**What to produce:**
Reproduce each line from the first in the data through the line that contains "fn default() ->" exactly; give nothing else.

Saved data entries
//! Explicit, total coercion of UI and payload values
//!
//! Every path ends in one of three states: nothing entered, parsed, or
//! entered but not parseable. Nothing here returns an error.

use chrono::NaiveDate;
use serde_json::Value;

use super::date;

/// Raw field input after coercion
#[derive(Debug, Clone, PartialEq)]
pub enum Input<T> {
    /// Nothing entered
    Empty,
    /// Entered and parsed
    Parsed(T),
    /// Entered but not parseable, keeps the raw text
    Unparsed(String),
}

/// Numeric field input
pub type NumberInput = Input<f64>;

/// Date field input
pub type DateInput = Input<NaiveDate>;

impl<T> Default for Input<T> {
    fn default() -> Self {
        Input::Empty
    }
}

impl<T> Input<T> {
    pub fn is_empty(&self) -> bool {
        matches!(self, Input::Empty)
    }

    /// The parsed value, if any
    pub fn parsed(&self) -> Option<&T> {
        match self {
            Input::Parsed(v) => Some(v),
            _ => None,
        }
    }
}

impl<T: Copy> Input<T> {
    pub fn value(&self) -> Option<T> {
        self.parsed().copied()
    }
}

impl NumberInput {
    /// Coerce UI text into a number. Blank text is `Empty`.
    pub fn number_from_text(raw: &str) -> Self {
        let trimmed = raw.trim();
        if trimmed.is_empty() {
            return Input::Empty;
        }
        match trimmed.parse::<f64>() {
            Ok(n) if n.is_finite() => Input::Parsed(n),
            _ => Input::Unparsed(trimmed.to_string()),
        }
    }
}

impl From<f64> for NumberInput {
    fn from(n: f64) -> Self {
        if n.is_finite() {
            Input::Parsed(n)
        } else {
            Input::Unparsed(n.to_string())
        }
    }
}

impl DateInput {
    /// Coerce UI text into a date via the date normalizer
    pub fn date_from_text(raw: &str) -> Self {
        let trimmed = raw.trim();
        if trimmed.is_empty() {
            return Input::Empty;
        }
        match date::parse(trimmed) {
            Some(d) => Input::Parsed(d),
            None => Input::Unparsed(trimmed.to_string()),
        }
    }
}

impl From<NaiveDate> for DateInput {
    fn from(d: NaiveDate) -> Self {
        Input::Parsed(d)
    }
}

/// Coerce a JSON value into a finite number.
///
/// Numbers pass through; numeric strings are parsed; everything else,
/// including `null`, booleans and non-numeric text, is absent.
pub fn number_from_json(value: &Value) -> Option<f64> {
    match value {
        Value::Number(n) => n.as_f64().filter(|n| n.is_finite()),
        Value::String(s) => s.trim().parse::<f64>().ok().filter(|n| n.is_finite()),
        _ => None,
    }
}

/// Coerce a JSON value into non-blank trimmed text
pub fn text_from_json(value: &Value) -> Option<String> {
    value
        .as_str()
        .map(str::trim)
        .filter(|s| !s.is_empty())
        .map(str::to_string)
}
//! PAX form engine
//!
//! Client-side core of the PAX insurance application form: field
//! validation, OCR prefill reconciliation, deduplicated error
//! notifications and assembly of the prediction payload.

pub mod config;
pub mod form;
pub mod notify;
pub mod outbound;
pub mod session;

pub use config::FormConfig;
pub use session::FormSession;
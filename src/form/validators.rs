//! Per-field validation rules
//!
//! Every rule is a pure function of the entered value (plus the smoker flag
//! or today's date where needed). A passing field yields `None`.

use chrono::NaiveDate;
use regex::Regex;
use std::collections::BTreeMap;
use std::sync::LazyLock;

use super::date;
use super::input::{DateInput, Input, NumberInput};
use super::messages::MessageLookup;
use super::types::{FieldName, FormFieldState, SmokeStatus, ValidationError};

/// Letter runs joined by single spaces, apostrophes or hyphens
static NAME_PATTERN: LazyLock<Regex> = LazyLock::new(|| {
    Regex::new(r"^\p{L}+(?:[ '\-]\p{L}+)*$").expect("name regex is valid")
});

pub const CIGARETTES_MIN: f64 = 0.0;
pub const CIGARETTES_MAX: f64 = 30.0;
pub const HEIGHT_MIN_CM: f64 = 50.0;
pub const HEIGHT_MAX_CM: f64 = 250.0;
pub const WEIGHT_MIN_KG: f64 = 2.0;
pub const WEIGHT_MAX_KG: f64 = 300.0;
pub const AGE_MIN: i32 = 1;
pub const AGE_MAX: i32 = 100;
pub const INSURANCE_PRICE_MIN: f64 = 1.0;

/// Message keys for a bounded numeric field
struct Bounds {
    min: f64,
    max: f64,
    required: &'static str,
    below: &'static str,
    above: &'static str,
}

const HEIGHT_BOUNDS: Bounds = Bounds {
    min: HEIGHT_MIN_CM,
    max: HEIGHT_MAX_CM,
    required: "errors.height_required",
    below: "errors.height_min",
    above: "errors.height_max",
};

const WEIGHT_BOUNDS: Bounds = Bounds {
    min: WEIGHT_MIN_KG,
    max: WEIGHT_MAX_KG,
    required: "errors.weight_required",
    below: "errors.weight_min",
    above: "errors.weight_max",
};

/// Field validators bound to a message lookup
#[derive(Debug, Clone)]
pub struct Validators<M> {
    messages: M,
}

impl<M: MessageLookup> Validators<M> {
    pub fn new(messages: M) -> Self {
        Self { messages }
    }

    pub fn messages(&self) -> &M {
        &self.messages
    }

    fn t(&self, key: &str) -> Option<String> {
        Some(self.messages.lookup(key))
    }

    pub fn first_name(&self, value: &str) -> Option<String> {
        self.name(value, "errors.first_name_required")
    }

    pub fn last_name(&self, value: &str) -> Option<String> {
        self.name(value, "errors.last_name_required")
    }

    fn name(&self, value: &str, required_key: &str) -> Option<String> {
        let value = value.trim();
        if value.is_empty() {
            return self.t(required_key);
        }
        if !NAME_PATTERN.is_match(value) {
            return self.t("errors.name_invalid");
        }
        None
    }

    pub fn smoke(&self, value: Option<SmokeStatus>) -> Option<String> {
        match value {
            Some(_) => None,
            None => self.t("errors.smoke_required"),
        }
    }

    /// Only checked for smokers; anything goes otherwise
    pub fn cigarettes_per_day(&self, value: &NumberInput, smoker: bool) -> Option<String> {
        if !smoker {
            return None;
        }
        let n = match value {
            Input::Empty => return self.t("errors.cpd_required"),
            Input::Unparsed(_) => return self.t("errors.number_invalid"),
            Input::Parsed(n) => *n,
        };
        if n < CIGARETTES_MIN {
            return self.t("errors.cpd_min");
        }
        if n.fract() != 0.0 {
            return self.t("errors.cpd_integer");
        }
        if n > CIGARETTES_MAX {
            return self.t("errors.cpd_max");
        }
        None
    }

    pub fn height(&self, value: &NumberInput) -> Option<String> {
        self.bounded(value, &HEIGHT_BOUNDS)
    }

    pub fn weight(&self, value: &NumberInput) -> Option<String> {
        self.bounded(value, &WEIGHT_BOUNDS)
    }

    fn bounded(&self, value: &NumberInput, bounds: &Bounds) -> Option<String> {
        let n = match value {
            Input::Empty => return self.t(bounds.required),
            Input::Unparsed(_) => return self.t("errors.number_invalid"),
            Input::Parsed(n) => *n,
        };
        if n < bounds.min {
            return self.t(bounds.below);
        }
        if n > bounds.max {
            return self.t(bounds.above);
        }
        None
    }

    pub fn date_of_birth(&self, value: &DateInput, today: NaiveDate) -> Option<String> {
        let dob = match value {
            Input::Empty => return self.t("errors.dob_required"),
            Input::Unparsed(_) => return self.t("errors.dob_invalid"),
            Input::Parsed(d) => *d,
        };
        if dob > today {
            return self.t("errors.dob_future");
        }
        let age = date::age(dob, today);
        if age > AGE_MAX {
            return self.t("errors.age_max");
        }
        if age < AGE_MIN {
            return self.t("errors.age_min_exact");
        }
        None
    }

    pub fn insurance_price(&self, value: &NumberInput) -> Option<String> {
        match value.value() {
            Some(n) if n >= INSURANCE_PRICE_MIN => None,
            _ => self.t("errors.insurance_price_invalid"),
        }
    }

    /// Validate one field against a state snapshot
    pub fn validate_field(
        &self,
        field: FieldName,
        state: &FormFieldState,
        today: NaiveDate,
    ) -> Option<ValidationError> {
        let message = match field {
            FieldName::FirstName => self.first_name(&state.first_name),
            FieldName::LastName => self.last_name(&state.last_name),
            FieldName::Smoke => self.smoke(state.smoke),
            FieldName::CigarettesPerDay => {
                self.cigarettes_per_day(&state.cigarettes_per_day, state.is_smoker())
            }
            FieldName::Height => self.height(&state.height_cm),
            FieldName::Weight => self.weight(&state.weight_kg),
            FieldName::DateOfBirth => self.date_of_birth(&state.date_of_birth, today),
            FieldName::InsurancePrice => self.insurance_price(&state.insurance_price),
        };
        message.map(|m| ValidationError::new(field, m))
    }

    /// Validate every field; only failing fields appear in the map
    pub fn validate_all(
        &self,
        state: &FormFieldState,
        today: NaiveDate,
    ) -> BTreeMap<FieldName, ValidationError> {
        FieldName::ALL
            .into_iter()
            .filter_map(|field| {
                self.validate_field(field, state, today)
                    .map(|err| (field, err))
            })
            .collect()
    }
}
//! Form domain layer
//!
//! Pure functions over form state snapshots: date handling, coercion,
//! validation, prefill reconciliation and payload assembly.

pub mod date;
mod input;
mod messages;
mod prefill;
mod submission;
mod types;
mod validators;

pub use date::{Clock, FixedClock, SystemClock};
pub use input::{number_from_json, text_from_json, DateInput, Input, NumberInput};
pub use messages::{DefaultMessages, MessageLookup};
pub use prefill::{
    reconcile_from_slot, reconcile_prefill, FileSlot, MemorySlot, PrefillOutcome, PrefillPayload,
    PrefillSlot,
};
pub use submission::{assemble_submission, is_complete, CanonicalPayload, SubmissionError};
pub use types::{
    ErrorId, FieldName, FormFieldState, SmokeStatus, SportEntry, SportLevel, SportList,
    SportListError, UnknownField, ValidationError,
};
pub use validators::Validators;
impl<N: Notifier, C: Clock> FormSession<N, C> {
    pub fn new(config: FormConfig, notifier: N, clock: C) -> Self {
        let title = config.lookup(config.error_title_key());
        let manager = ErrorNotificationManager::new(notifier, title, config.error_auto_close());
        let id = Uuid::new_v4();
        tracing::debug!(session = %id, "Form session created");
        Self {
            id,
            state: FormFieldState::default(),
            validators: Validators::new(config),
            manager,
            clock,
            prefill_consumed: false,
        }
    }

    pub fn id(&self) -> Uuid {
        self.id
    }

    pub fn state(&self) -> &FormFieldState {
        &self.state
    }

    pub fn config(&self) -> &FormConfig {
        self.validators.messages()
    }

    pub fn manager(&self) -> &ErrorNotificationManager<N> {
        &self.manager
    }

    pub fn notifier(&self) -> &N {
        self.manager.notifier()
    }

    /// Inline error for `field`, if any
    pub fn error(&self, field: FieldName) -> Option<&ValidationError> {
        self.manager.error(field)
    }

    /// Run the one-shot prefill. Returns the number of fields applied.
    ///
    /// Only the first call reads the slot; later calls are no-ops.
    pub fn start(&mut self, slot: &mut dyn PrefillSlot) -> usize {
        if self.prefill_consumed {
            tracing::debug!(session = %self.id, "Prefill already consumed");
            return 0;
        }
        self.prefill_consumed = true;

        let prior = std::mem::take(&mut self.state);
        let outcome = reconcile_from_slot(slot, prior);
        self.state = outcome.state;

        let applied = outcome.applied_field_count;
        if applied > 0 {
            tracing::info!(session = %self.id, applied, "Form prefilled");
            let config = self.validators.messages();
            self.manager.announce(Notification {
                id: None,
                title: config.lookup("prefill.title"),
                message: config.lookup("prefill.message"),
                kind: NotificationKind::Info,
                auto_close: config.info_auto_close(),
            });
        }
        applied
    }

    /// Store raw UI text for `field`
    pub fn set_text(&mut self, field: FieldName, raw: &str) {
        match field {
            FieldName::FirstName => self.set_first_name(raw),
            FieldName::LastName => self.set_last_name(raw),
            FieldName::Smoke => self.set_smoke(SmokeStatus::parse(raw.trim())),
            FieldName::CigarettesPerDay => {
                self.set_cigarettes_per_day(NumberInput::number_from_text(raw))
            }
            FieldName::Height => self.set_height(NumberInput::number_from_text(raw)),
            FieldName::Weight => self.set_weight(NumberInput::number_from_text(raw)),
            FieldName::DateOfBirth => self.set_date_of_birth(DateInput::date_from_text(raw)),
            FieldName::InsurancePrice => {
                self.set_insurance_price(NumberInput::number_from_text(raw))
            }
        }
    }

    pub fn set_first_name(&mut self, value: impl Into<String>) {
        self.state.first_name = value.into();
    }

    pub fn set_last_name(&mut self, value: impl Into<String>) {
        self.state.last_name = value.into();
    }

    /// Leaving smoker status clears the cigarette count and its error
    pub fn set_smoke(&mut self, value: Option<SmokeStatus>) {
        self.state.smoke = value;
        if !self.state.is_smoker() {
            self.state.cigarettes_per_day = NumberInput::Empty;
            self.manager.apply(FieldName::CigarettesPerDay, None);
        }
    }

    pub fn set_cigarettes_per_day(&mut self, value: NumberInput) {
        self.state.cigarettes_per_day = value;
    }

    pub fn set_height(&mut self, value: NumberInput) {
        self.state.height_cm = value;
    }

    pub fn set_weight(&mut self, value: NumberInput) {
        self.state.weight_kg = value;
    }

    pub fn set_date_of_birth(&mut self, value: DateInput) {
        self.state.date_of_birth = value;
    }

    pub fn set_insurance_price(&mut self, value: NumberInput) {
        self.state.insurance_price = value;
    }

    /// Replace every sports row at once
    pub fn set_sports(&mut self, sports: SportList) {
        self.state.sports = sports;
    }

    pub fn add_sport(&mut self) {
        self.state.sports.push_blank();
    }

    pub fn remove_sport(&mut self, index: usize) -> Result<SportEntry, SportListError> {
        self.state.sports.remove(index)
    }

    pub fn rename_sport(
        &mut self,
        index: usize,
        name: impl Into<String>,
    ) -> Result<(), SportListError> {
        self.state.sports.get_mut(index)?.name = name.into();
        Ok(())
    }

    pub fn set_sport_level(
        &mut self,
        index: usize,
        level: SportLevel,
    ) -> Result<(), SportListError> {
        self.state.sports.get_mut(index)?.level = level;
        Ok(())
    }

    /// Validate `field` as the user leaves it
    pub fn blur(&mut self, field: FieldName) -> Transition {
        let today = self.clock.today();
        let outcome = self.validators.validate_field(field, &self.state, today);
        self.manager.apply(field, outcome)
    }

    pub fn is_complete(&self) -> bool {
        is_complete(&self.state, &self.validators, self.clock.today())
    }

    /// Validate everything and build the payload.
    ///
    /// Returns `None`, after one summary notice, when anything fails.
    pub fn submit(&mut self) -> Option<CanonicalPayload> {
        let today = self.clock.today();
        let errors = self.validators.validate_all(&self.state, today);
        let complete = is_complete(&self.state, &self.validators, today);
        let raised = self.manager.sweep(errors);

        if !complete || self.manager.has_errors() {
            tracing::info!(
                session = %self.id,
                failing = self.manager.errors().len(),
                raised,
                "Submission blocked"
            );
            let config = self.validators.messages();
            self.manager.announce(Notification {
                id: None,
                title: config.lookup(config.error_title_key()),
                message: config.lookup("errors.fix_fields"),
                kind: NotificationKind::Error,
                auto_close: config.summary_auto_close(),
            });
            return None;
        }

        match assemble_submission(&self.state, &self.validators, today) {
            Ok(payload) => {
                tracing::info!(session = %self.id, "Submission assembled");
                Some(payload)
            }
            Err(err) => {
                tracing::error!(session = %self.id, "{err}");
                None
            }
        }
    }

    /// Confirm a successful hand-off to the backend
    pub fn acknowledge_submitted(&mut self) {
        let config = self.validators.messages();
        self.manager.announce(Notification {
            id: None,
            title: config.lookup("title"),
            message: config.lookup("submitted"),
            kind: NotificationKind::Success,
            auto_close: config.success_auto_close(),
        });
    }
}
//! Validation error notifications

mod manager;
mod registry;

pub use manager::{
    ErrorNotificationManager, Notification, NotificationKind, Notifier, NotifierEvent,
    RecordingNotifier, Transition,
};
pub use registry::NotificationRegistry;

#[cfg(test)]
pub use manager::MockNotifier;
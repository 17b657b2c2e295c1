use proc_macro2::Ident;
use syn::visit_mut::{self, VisitMut};

pub struct FindReplaceIdent {
    pub find: Ident,
    pub replace: Ident,
}

impl VisitMut for FindReplaceIdent {
    fn visit_ident_mut(&mut self, node: &mut Ident) {
        if *node == self.find {
            *node = self.replace.clone();
        }

        visit_mut::visit_ident_mut(self, node);
    }
}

**Output of the task:**
//! Explicit, total coercion of UI and payload values
//!
//! Every path ends in one of three states: nothing entered, parsed, or
//! entered but not parseable. Nothing here returns an error.

use chrono::NaiveDate;
use serde_json::Value;

use super::date;

/// Raw field input after coercion
#[derive(Debug, Clone, PartialEq)]
pub enum Input<T> {
    /// Nothing entered
    Empty,
    /// Entered and parsed
    Parsed(T),
    /// Entered but not parseable, keeps the raw text
    Unparsed(String),
}

/// Numeric field input
pub type NumberInput = Input<f64>;

/// Date field input
pub type DateInput = Input<NaiveDate>;

impl<T> Default for Input<T> {
    fn default() -> Self {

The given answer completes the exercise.